2. Whether or not a relevant event causes delay is a matter for common sense.
3. It is for the decision maker to decide what evidence to use in forming his conclusion. This may or may not include a critical path analysis. What matters is that the evidence used is sound, whatever form it takes.
4. If there is one dominant cause, all other causes will be disregarded. The dominant cause must be a relevant event for a claim to succeed.
5. It is for the decision-maker to apportion the delay to completion of works in a “fair and reasonable way” where there are two (or more) causes of delay, but only one of which is a relevant event and neither is dominant.
Although Lord Calloway dissented from the ‘apportionment’ reasoning, all three judges concurred in the result and on the critical path analysis being relevant but not necessary to decide the outcome of an EoT claim.
Implications for future cases
I should have of course stressed that this was a Scottish Judgment. What this means is that the decision is binding on the lower courts of Scotland but not so on the English courts – although given that it is an appeal court decision it will at least be persuasive in England.
What is most striking is that all the judges leaned heavily towards the arguments for being guided by principles of fairness, reasonableness and common sense. Many of the arguments put forward centred on the true meaning and consequences of events being concurrent. However, Lord Osborne stated that the important question was not whether events were truly concurrent, but rather the effects on the completion date of the events. In a similar spirit, Lord Carloway talks about the Architect applying “professional judgment” and “using his and not a lawyer’s common sense“.
In terms of implications for future cases in the UK, the judgment must not be considered an approval of the use only of common sense and fairness at the expense of a critical path analysis. In this case the critical path analysis presented was not considered sound and so was not used to form the judgement. However, that is not to say it may never be used to determine EoT claims, but rather it is up to the decision-maker as to whether he uses the critical path analysis in his “fair and reasonable” decision-making process.
And what of its implications further afield – in the international arena?

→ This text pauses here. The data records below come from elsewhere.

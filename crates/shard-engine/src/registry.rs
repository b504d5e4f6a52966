//! Name → implementation lookup for catalog layers.

use std::sync::Arc;

use shard_core::{RandomSource, ShardError, ShardResult};
use shard_pipeline::{
    AesCbcTransform, CipherMode, NoPadding, Padding, RandomPadding, ZeroPadding, AES_KEY_SIZE,
};

pub const AES_CBC: &str = "AesCbc";
pub const RANDOM_PADDING: &str = "RandomPadding";
pub const NO_PADDING: &str = "NoPadding";
pub const ZERO_PADDING: &str = "ZeroPadding";

/// Resolve a padding name. `rng` feeds random padding bytes.
pub fn padding(name: &str, rng: &Arc<dyn RandomSource>) -> ShardResult<Arc<dyn Padding>> {
    match name {
        RANDOM_PADDING => Ok(Arc::new(RandomPadding::new(rng.clone()))),
        NO_PADDING => Ok(Arc::new(NoPadding)),
        ZERO_PADDING => Ok(Arc::new(ZeroPadding)),
        other => Err(ShardError::Configuration(format!(
            "unknown padding '{other}'"
        ))),
    }
}

/// Key size the named cipher needs.
pub fn cipher_key_size(name: &str) -> ShardResult<usize> {
    match name {
        AES_CBC => Ok(AES_KEY_SIZE),
        other => Err(ShardError::Configuration(format!("unknown cipher '{other}'"))),
    }
}

/// Cipher stage for one layer direction.
pub fn cipher(
    name: &str,
    key: &[u8],
    mode: CipherMode,
    padding: Arc<dyn Padding>,
    rng: &Arc<dyn RandomSource>,
) -> ShardResult<AesCbcTransform> {
    match name {
        AES_CBC => Ok(AesCbcTransform::new(rng.clone())
            .with_key(key)?
            .with_mode(mode)
            .with_padding(padding)),
        other => Err(ShardError::Configuration(format!("unknown cipher '{other}'"))),
    }
}

#[cfg(test)]
mod tests {
    use super::*;
    use shard_core::OsRandom;

    #[test]
    fn test_known_names() {
        let rng: Arc<dyn RandomSource> = Arc::new(OsRandom);
        assert_eq!(padding(RANDOM_PADDING, &rng).unwrap().name(), "RandomPadding");
        assert!(!padding(ZERO_PADDING, &rng).unwrap().is_reversible());
        assert_eq!(cipher_key_size(AES_CBC).unwrap(), 32);
        let stage = cipher(AES_CBC, &[0u8; 32], CipherMode::Decrypt, Arc::new(NoPadding), &rng)
            .unwrap();
        assert_eq!(stage.mode(), CipherMode::Decrypt);
    }

    #[test]
    fn test_unknown_names() {
        let rng: Arc<dyn RandomSource> = Arc::new(OsRandom);
        assert!(matches!(padding("Pkcs9", &rng), Err(ShardError::Configuration(_))));
        assert!(cipher_key_size("Rot13").is_err());
        assert!(cipher("Rot13", &[0; 32], CipherMode::Encrypt, Arc::new(NoPadding), &rng).is_err());
    }
}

I think the judgment and the arguments employed would be useful to anyone involved in disputes on causation and EoT’s where there are concurrent events and particularly where there is no critical path analysis or such evidence is flawed.

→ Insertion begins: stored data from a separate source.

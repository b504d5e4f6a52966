//! Strips a reversible padding from the end of every item.

use std::collections::VecDeque;
use std::rc::Rc;
use std::sync::Arc;

use shard_core::{ShardError, ShardResult};

use crate::dataset::{require_count, ConsumerToken, Dataset};
use crate::memory::MemoryDataset;
use crate::padding::{NoPadding, Padding};
use crate::transform::{ConnectedTransform, Transform};

#[derive(Debug, Clone)]
pub struct UnpadTransform {
    padding: Arc<dyn Padding>,
    block_size: usize,
}

impl UnpadTransform {
    pub fn new(padding: Arc<dyn Padding>, block_size: usize) -> Self {
        Self {
            padding,
            block_size,
        }
    }
}

impl Transform for UnpadTransform {
    fn connect(&self, source: Rc<dyn Dataset>) -> ShardResult<Box<dyn ConnectedTransform>> {
        if !self.padding.is_reversible() {
            return Err(ShardError::Configuration(format!(
                "{} cannot be removed",
                self.padding.name()
            )));
        }
        let token = ConsumerToken::new();
        source.register_consumer(token, self.block_size, Arc::new(NoPadding))?;
        let result = MemoryDataset::following(source.as_ref());
        Ok(Box::new(ConnectedUnpad {
            padding: self.padding.clone(),
            block_size: self.block_size,
            token,
            source,
            result,
            items: Vec::new(),
        }))
    }
}

#[derive(Default)]
struct UnpadItem {
    held: VecDeque<Vec<u8>>,
    finished: bool,
}

struct ConnectedUnpad {
    padding: Arc<dyn Padding>,
    block_size: usize,
    token: ConsumerToken,
    source: Rc<dyn Dataset>,
    result: Rc<MemoryDataset>,
    items: Vec<UnpadItem>,
}

impl ConnectedUnpad {
    fn step_item(&mut self, item: usize) -> ShardResult<()> {
        let batch = self.padding.unpad_batch();
        let state = &mut self.items[item];
        match self.source.next_block(self.token, item)? {
            Some(block) if block.is_empty() => {}
            Some(block) => {
                state.held.push_back(block);
                while state.held.len() > batch {
                    if let Some(line) = state.held.pop_front() {
                        self.result.write(item, &line)?;
                    }
                }
            }
            None => {
                let lines: Vec<Vec<u8>> = state.held.drain(..).collect();
                let restored = if batch == 0 {
                    lines
                } else {
                    self.padding.unpad(lines, self.block_size)?
                };
                for line in restored {
                    self.result.write(item, &line)?;
                }
                self.result.finish(item)?;
                state.finished = true;
            }
        }
        Ok(())
    }
}

impl ConnectedTransform for ConnectedUnpad {
    fn source(&self) -> Rc<dyn Dataset> {
        self.source.clone()
    }

    fn result(&self) -> Rc<dyn Dataset> {
        self.result.clone()
    }

    fn transform_next(&mut self) -> ShardResult<bool> {
        let count = require_count(self.source.as_ref())?;
        if self.items.len() < count {
            self.items.resize_with(count, UnpadItem::default);
        }
        let mut active = false;
        for item in 0..count {
            if self.items[item].finished {
                continue;
            }
            self.step_item(item)?;
            active |= !self.items[item].finished;
        }
        Ok(active)
    }
}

FIDIC talks about the Engineer making a “fair determination” whenever required to determine any matter under the Contract [Sub-Clause 3.5] and the provision dealing with extensions of time [Sub-Clause 8.4] refers to an extension of time “if and to the extent that completion……..is or will be delayed by any of the [specified] causes“. So the same arguments about causation, apportionment and concurrency could run under a FIDIC based contract.
Similarly, the NEC construction form NEC3, which treats delay events as “Compensation Events”, requires the Project Manager (who has to act “as stated in this contract and in a spirit of mutual trust and co-operation”) to assess “the length of time that, due to the compensation event, planned Completion is later than planned Completion” [Core Clause 63.3]. Interestingly, in NEC, assessment of the impact of the event includes “risk allowances for cost and time for matters which have a significant chance of occurring and are at the Contractor’s risk under this Contract” [Core Clause 63.6].
And, of course, I cannot sign off without mentioning that Pinsent Masons acted for Shepherd Construction on this case!